We like dreaming of possibilities. We also like imagining what might have been.

That’s not necessarily wrong but when coupled with unbelief, it could be dangerous.

While the Israelites were in the desert and arrived at Kadesh, there was no water to be found in the area. As a result, the people grumbled and complained against Moses saying, “If only we had died when our brothers fell dead before the Lord! Why did you bring the Lord’s community into this desert, that we and our livestock should die here? Why did you bring us up out of Egypt to this terrible place? It has no grain or figs, grapevines or pomegranates. And there is no water to drink!” (Numbers 20:3-5)

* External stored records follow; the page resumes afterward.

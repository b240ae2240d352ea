use mform_domain::{ConditionPredicate, ConditionType, FieldValue, InputDefinition, InputKind};

/// Condition kinds a field may declare on a dependency of this input kind.
pub fn available_conditions_for_input(input: &InputDefinition) -> &'static [ConditionType] {
    available_conditions_for_kind(input.kind())
}

pub fn available_conditions_for_kind(kind: InputKind) -> &'static [ConditionType] {
    use ConditionType::*;

    // No wildcard arm: a new input kind must be placed in this table.
    match kind {
        InputKind::Text
        | InputKind::Textarea
        | InputKind::Email
        | InputKind::Tel
        | InputKind::Folder
        | InputKind::Note => &[IsSet, StartsWith, Contains],
        InputKind::Slider | InputKind::Number => &[IsSet, Above, Below],
        InputKind::Toggle => &[Boolean],
        InputKind::Date | InputKind::Time | InputKind::Datetime => &[IsSet],
        InputKind::Select
        | InputKind::Multiselect
        | InputKind::Tag
        | InputKind::Dataview
        | InputKind::DocumentBlock => &[],
    }
}

/// Whether `value` satisfies `predicate`. An absent value never does.
pub fn value_meets_condition(predicate: &ConditionPredicate, value: Option<&FieldValue>) -> bool {
    let Some(value) = value else {
        return false;
    };
    match predicate {
        ConditionPredicate::IsSet => !matches!(value, FieldValue::Text(text) if text.is_empty()),
        ConditionPredicate::StartsWith { value: prefix } => value
            .as_str()
            .is_some_and(|text| text.starts_with(prefix.as_str())),
        ConditionPredicate::Contains { value: needle } => value
            .as_str()
            .is_some_and(|text| text.contains(needle.as_str())),
        ConditionPredicate::Above { value: bound } => {
            value.as_number().is_some_and(|number| number > *bound)
        }
        ConditionPredicate::Below { value: bound } => {
            value.as_number().is_some_and(|number| number < *bound)
        }
        ConditionPredicate::Boolean { value: expected } => value.as_bool() == Some(*expected),
    }
}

The “if only” syndrome usually strikes at a moment of difficulty. We don’t even realize it but it hits us suddenly.

“If only I went to the doctor sooner, then I wouldn’t be in this shape now.”
“If only he stayed in the office, this accident wouldn’t have happened.”
“If only I went to that school, then my life would be better.”
“If only she said yes to him, it would’ve been a perfect story.”

I slipped into this when my mom got very sick. She was very ill and the doctors in Manila for some reason couldn’t figure out what she was suffering from. After 5 months in the hospital with doctors attending who were from 3 hospitals, we had to fly her out to The Mayo Clinic in Rochester Minnesota. They were able to diagnose her Hodgkin’s lymphoma in a mere couple of days. But because her body was so weak and suffered multiple organ failure, she went to be with the Lord not long after the doctors discovered what was really wrong.

Every so often, I’d slip into the “if-only-syndrome”.

“If only we brought her to Mayo Clinic right away, she may still be alive today and would’ve enjoyed her grand children.”

But that’s not what happened. I often asked myself how come we didn’t. I don’t know why and I have no answer. Sometimes, it results in beating myself up on what could’ve been.

But it helps me not one bit.

When trouble hits, rather than falling into the “if-only-syndrome”, doing what Moses and Aaron did would be a better option…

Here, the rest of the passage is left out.